1. The problem statement, all variables and given/known data
Consider a qubit whihc undergoes a sequence of three reversible evolutions of 3 unitary matrices A, B, and C (in that order). Suppose that no matter what the initial state |v> of the qubit is before the three evolutions, it always comes back to the sam state |v> after the three evolutions.
Show that we must have C=(BA)†

2. Relevant equations
† = hermitian conjugate

3. The attempt at a solution

The diagram of the reversible evolution allows us to see that the process |v> --> A --> B --> C = |v> results in the equation:

C(BA)|v> = |v>
From here we see that: C(BA) = I (where I is the identity matrix)
We multiple both sides by (BA)†
C(BA)(BA)†=I(BA)†
By definition of unitary we see
C=(BA)†

This was quite easy, we see it only took 3-4 steps.
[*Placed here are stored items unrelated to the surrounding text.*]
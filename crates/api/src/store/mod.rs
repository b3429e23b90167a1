//! Persistence ports
//!
//! Services depend on these traits rather than on a concrete database so
//! they can be constructed once at start-up with either [`PgStore`] or
//! [`MemoryStore`] and handed to handlers through `AppState`.

pub mod memory;
pub mod postgres;

use async_trait::async_trait;
use time::{Date, OffsetDateTime};
use uuid::Uuid;

use trichat_shared::{
    BulkAction, BulkOperation, ChatMessage, ChatSettings, Conversation, ConversationFilter,
    ConversationId, ConversationPatch, ConversationStats, CsatResponse, CustomerId,
    DailyMessageCount, NewMessage, Participant, PresenceStatus, SenderRole, ShopId, TrichatResult,
    WidgetInstallation,
};

pub use memory::MemoryStore;
pub use postgres::PgStore;

/// Conversations, messages and presence
#[async_trait]
pub trait ConversationStore: Send + Sync {
    /// Cheap connectivity check used by readiness probes
    async fn ping(&self) -> TrichatResult<()>;

    async fn create_conversation(&self, conversation: &Conversation) -> TrichatResult<()>;

    async fn get_conversation(
        &self,
        shop_id: &ShopId,
        id: &ConversationId,
    ) -> TrichatResult<Option<Conversation>>;

    /// Newest activity first
    async fn list_conversations(
        &self,
        shop_id: &ShopId,
        filter: &ConversationFilter,
    ) -> TrichatResult<Vec<Conversation>>;

    /// Counts over every conversation in the shop, not just a page
    async fn conversation_stats(&self, shop_id: &ShopId) -> TrichatResult<ConversationStats>;

    /// Returns `None` when the conversation does not exist in the shop
    async fn update_conversation(
        &self,
        shop_id: &ShopId,
        id: &ConversationId,
        patch: &ConversationPatch,
    ) -> TrichatResult<Option<Conversation>>;

    /// Persist a message, assigning its id and server timestamp
    async fn insert_message(&self, message: &NewMessage) -> TrichatResult<ChatMessage>;

    /// The latest `limit` messages, returned oldest first
    async fn list_messages(
        &self,
        shop_id: &ShopId,
        conversation_id: &ConversationId,
        limit: i64,
    ) -> TrichatResult<Vec<ChatMessage>>;

    /// Bump message counters after a message was stored. Separate write from
    /// `insert_message`; the two are not atomic.
    async fn record_message_activity(
        &self,
        shop_id: &ShopId,
        conversation_id: &ConversationId,
        sender: SenderRole,
        at: OffsetDateTime,
    ) -> TrichatResult<()>;

    async fn reset_unread(&self, shop_id: &ShopId, conversation_id: &ConversationId)
        -> TrichatResult<bool>;

    async fn set_presence(
        &self,
        shop_id: &ShopId,
        participant: &Participant,
        status: PresenceStatus,
    ) -> TrichatResult<()>;

    /// Apply one bulk change to one conversation. `Ok(false)` means the
    /// conversation does not exist in the shop.
    async fn apply_bulk_action(
        &self,
        shop_id: &ShopId,
        id: &ConversationId,
        action: &BulkAction,
    ) -> TrichatResult<bool>;
}

/// Audit records for bulk operations
#[async_trait]
pub trait BulkOperationStore: Send + Sync {
    async fn insert_operation(&self, op: &BulkOperation) -> TrichatResult<()>;

    async fn update_operation(&self, op: &BulkOperation) -> TrichatResult<()>;

    async fn get_operation(&self, shop_id: &ShopId, id: Uuid) -> TrichatResult<Option<BulkOperation>>;
}

/// Customization studio and widget installation
#[async_trait]
pub trait SettingsStore: Send + Sync {
    async fn get_settings(&self, shop_id: &ShopId) -> TrichatResult<Option<ChatSettings>>;

    async fn upsert_settings(&self, shop_id: &ShopId, settings: &ChatSettings) -> TrichatResult<()>;

    async fn get_installation(&self, shop_id: &ShopId) -> TrichatResult<Option<WidgetInstallation>>;

    async fn upsert_installation(&self, installation: &WidgetInstallation) -> TrichatResult<()>;
}

/// CSAT answers
#[async_trait]
pub trait CsatStore: Send + Sync {
    async fn insert_csat_response(
        &self,
        shop_id: &ShopId,
        conversation_id: &ConversationId,
        customer_id: Option<&CustomerId>,
        rating: i16,
        comment: Option<&str>,
    ) -> TrichatResult<CsatResponse>;

    /// Responses created within `[from, to)`
    async fn list_csat_responses(
        &self,
        shop_id: &ShopId,
        from: OffsetDateTime,
        to: OffsetDateTime,
    ) -> TrichatResult<Vec<CsatResponse>>;
}

/// Daily counters
#[async_trait]
pub trait AnalyticsStore: Send + Sync {
    async fn increment_message_count(
        &self,
        shop_id: &ShopId,
        day: Date,
        sender: SenderRole,
    ) -> TrichatResult<()>;

    /// Days within `[from, to]`, ascending
    async fn daily_message_counts(
        &self,
        shop_id: &ShopId,
        from: Date,
        to: Date,
    ) -> TrichatResult<Vec<DailyMessageCount>>;
}

/// Everything a single backing database provides
pub trait Store:
    ConversationStore + BulkOperationStore + SettingsStore + CsatStore + AnalyticsStore
{
}

impl<T> Store for T where
    T: ConversationStore + BulkOperationStore + SettingsStore + CsatStore + AnalyticsStore
{
}
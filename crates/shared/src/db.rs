//! Database utilities and connection management

use sqlx::postgres::{PgConnectOptions, PgPool, PgPoolOptions};
use std::{str::FromStr, time::Duration};

/// Create a database connection pool
/// Note: Disables statement cache for PgBouncer-style pooler compatibility
pub async fn create_pool(database_url: &str, max_connections: u32) -> Result<PgPool, sqlx::Error> {
    // Transaction-mode poolers don't support prepared statements
    let options = PgConnectOptions::from_str(database_url)?.statement_cache_capacity(0);

    PgPoolOptions::new()
        .max_connections(max_connections.max(1))
        .min_connections(0)
        .acquire_timeout(Duration::from_secs(30))
        .idle_timeout(Duration::from_secs(60))
        .max_lifetime(Duration::from_secs(300))
        .connect_with(options)
        .await
}

/// Run database migrations
pub async fn run_migrations(pool: &PgPool) -> Result<(), sqlx::migrate::MigrateError> {
    sqlx::migrate!("../../migrations").run(pool).await
}

#[cfg(test)]
mod tests {
    use super::*;

    #[tokio::test]
    #[ignore] // Requires database
    async fn test_create_pool() {
        let url = std::env::var("DATABASE_URL").expect("DATABASE_URL required");
        let pool = create_pool(&url, 2).await.expect("Failed to create pool");
        sqlx::query("SELECT 1").execute(&pool).await.expect("ping");
    }
}
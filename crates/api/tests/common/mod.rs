//! Shared harness for router tests.
//!
//! Builds the full router over a fresh `MemoryStore` and drives it with
//! `tower::ServiceExt::oneshot`, so no socket or database is needed.

#![allow(dead_code)]

use std::sync::Arc;

use axum::{
    body::Body,
    http::{header, Method, Request, StatusCode},
    Router,
};
use serde_json::Value;
use tower::ServiceExt;

use trichat_api::{
    create_router,
    services::LogNotifier,
    store::MemoryStore,
    AppState, Config,
};
use trichat_shared::{AgentId, CustomerId, ShopId};

pub const TEST_SECRET: &str = "integration-test-secret-32-chars-min!";
pub const SHOP: &str = "demo-shop.myshopify.com";

pub struct TestApp {
    pub store: Arc<MemoryStore>,
    pub state: AppState,
    router: Router,
}

impl TestApp {
    pub fn new() -> Self {
        let _ = tracing_subscriber::fmt()
            .with_env_filter(tracing_subscriber::EnvFilter::from_default_env())
            .with_test_writer()
            .try_init();

        let store = Arc::new(MemoryStore::new());
        let state = AppState::from_store(
            Config::for_tests(TEST_SECRET),
            store.clone(),
            Arc::new(LogNotifier),
        );
        let router = create_router(state.clone());
        Self {
            store,
            state,
            router,
        }
    }

    pub fn agent_token(&self, shop: &str, agent: &str) -> String {
        self.state
            .jwt_manager
            .generate_agent_token(&AgentId::new(agent), &ShopId::new(shop))
            .unwrap()
    }

    pub fn customer_token(&self, shop: &str, customer: &str) -> String {
        self.state
            .jwt_manager
            .generate_customer_token(&CustomerId::new(customer), &ShopId::new(shop))
            .unwrap()
    }

    /// Send one request; returns the status and the parsed JSON body
    /// (`Value::Null` for an empty body)
    pub async fn request(
        &self,
        method: Method,
        uri: &str,
        token: Option<&str>,
        body: Option<Value>,
    ) -> (StatusCode, Value) {
        let mut builder = Request::builder().method(method).uri(uri);
        if let Some(token) = token {
            builder = builder.header(header::AUTHORIZATION, format!("Bearer {}", token));
        }
        let request = match body {
            Some(json) => builder
                .header(header::CONTENT_TYPE, "application/json")
                .body(Body::from(json.to_string()))
                .unwrap(),
            None => builder.body(Body::empty()).unwrap(),
        };

        let response = self.router.clone().oneshot(request).await.unwrap();
        let status = response.status();
        let bytes = axum::body::to_bytes(response.into_body(), usize::MAX)
            .await
            .unwrap();
        let value = if bytes.is_empty() {
            Value::Null
        } else {
            serde_json::from_slice(&bytes).unwrap()
        };
        (status, value)
    }

    pub async fn get(&self, uri: &str, token: Option<&str>) -> (StatusCode, Value) {
        self.request(Method::GET, uri, token, None).await
    }

    pub async fn post(&self, uri: &str, token: Option<&str>, body: Value) -> (StatusCode, Value) {
        self.request(Method::POST, uri, token, Some(body)).await
    }

    pub async fn patch(&self, uri: &str, token: Option<&str>, body: Value) -> (StatusCode, Value) {
        self.request(Method::PATCH, uri, token, Some(body)).await
    }

    /// Install the widget for `SHOP` and open a customer session
    pub async fn widget_session(&self, customer: Option<&str>) -> Value {
        let agent = self.agent_token(SHOP, "agent-1");
        let (status, _) = self
            .post("/api/chat/widget/install", Some(&agent), serde_json::json!({}))
            .await;
        assert_eq!(status, StatusCode::OK);

        let (status, session) = self
            .post(
                "/api/chat/widget/session",
                None,
                serde_json::json!({ "shop_id": SHOP, "customer_id": customer }),
            )
            .await;
        assert_eq!(status, StatusCode::OK, "session response: {}", session);
        session
    }
}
Have I successfully completed this proof? Recall, I needed to show that this works for all possible |v>.
|v> seems irrelevant, however, since it could be 'cancelled' out in the second step.

Success? Or failure?

2. Nov 5, 2015

### Staff: Mentor

I would give more details here, as you can only take that A is unitary and B is unitary, not suppose it for BA.

Again, to give more details: $C(BA)|v\rangle = |v\rangle \, \forall \, |v\rangle \Rightarrow C(BA) = I$. You can only go from the first to the second line if you say that this has to hold for all states.

3. Nov 5, 2015

### RJLiberator

Absolutely excellent point. I glossed over that.

Indeed, what you suggest seems to bring more clarity.